START The data
use std::sync::Arc;
use std::time::Duration;

use airing_core::Clock;
use dashmap::DashMap;

/// Detail records live for a day.
pub const DETAILS_TTL: Duration = Duration::from_secs(24 * 60 * 60);

struct CacheEntry<T> {
    payload: T,
    stored_at: i64,
    ttl: Duration,
}

impl<T> CacheEntry<T> {
    fn is_fresh(&self, now_millis: i64) -> bool {
        let age = now_millis.saturating_sub(self.stored_at);
        age <= i64::try_from(self.ttl.as_millis()).unwrap_or(i64::MAX)
    }
}

/// TTL-keyed response store. Expiry is enforced on every read; nothing sweeps in the background.
pub struct ResponseCache<T> {
    entries: DashMap<String, CacheEntry<T>>,
    clock: Arc<dyn Clock>,
}

impl<T: Clone> ResponseCache<T> {
    pub fn new(clock: Arc<dyn Clock>) -> Self {
        Self {
            entries: DashMap::new(),
            clock,
        }
    }

    pub fn get(&self, key: &str) -> Option<T> {
        let now = self.clock.now_millis();
        if self
            .entries
            .remove_if(key, |_, entry| !entry.is_fresh(now))
            .is_some()
        {
            tracing::debug!(key, "Cache entry expired");
            return None;
        }
        self.entries
            .get(key)
            .filter(|entry| entry.is_fresh(now))
            .map(|entry| entry.payload.clone())
    }

    pub fn put(&self, key: impl Into<String>, payload: T, ttl: Duration) {
        self.entries.insert(
            key.into(),
            CacheEntry {
                payload,
                stored_at: self.clock.now_millis(),
                ttl,
            },
        );
    }

    pub fn clear(&self) {
        self.entries.clear();
    }

    /// Stored entries, including ones that have expired but not been read since.
    pub fn len(&self) -> usize {
        self.entries.len()
    }

    pub fn is_empty(&self) -> bool {
        self.entries.is_empty()
    }
}

pub fn details_key(id: airing_core::MediaId) -> String {
    format!("anime_{}", id)
}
END The data
Task objective: Every line of the material that holds the word "payload" must be found and copied.

Answer section:
    payload: T,
            .map(|entry| entry.payload.clone())
    pub fn put(&self, key: impl Into<String>, payload: T, ttl: Duration) {
                payload,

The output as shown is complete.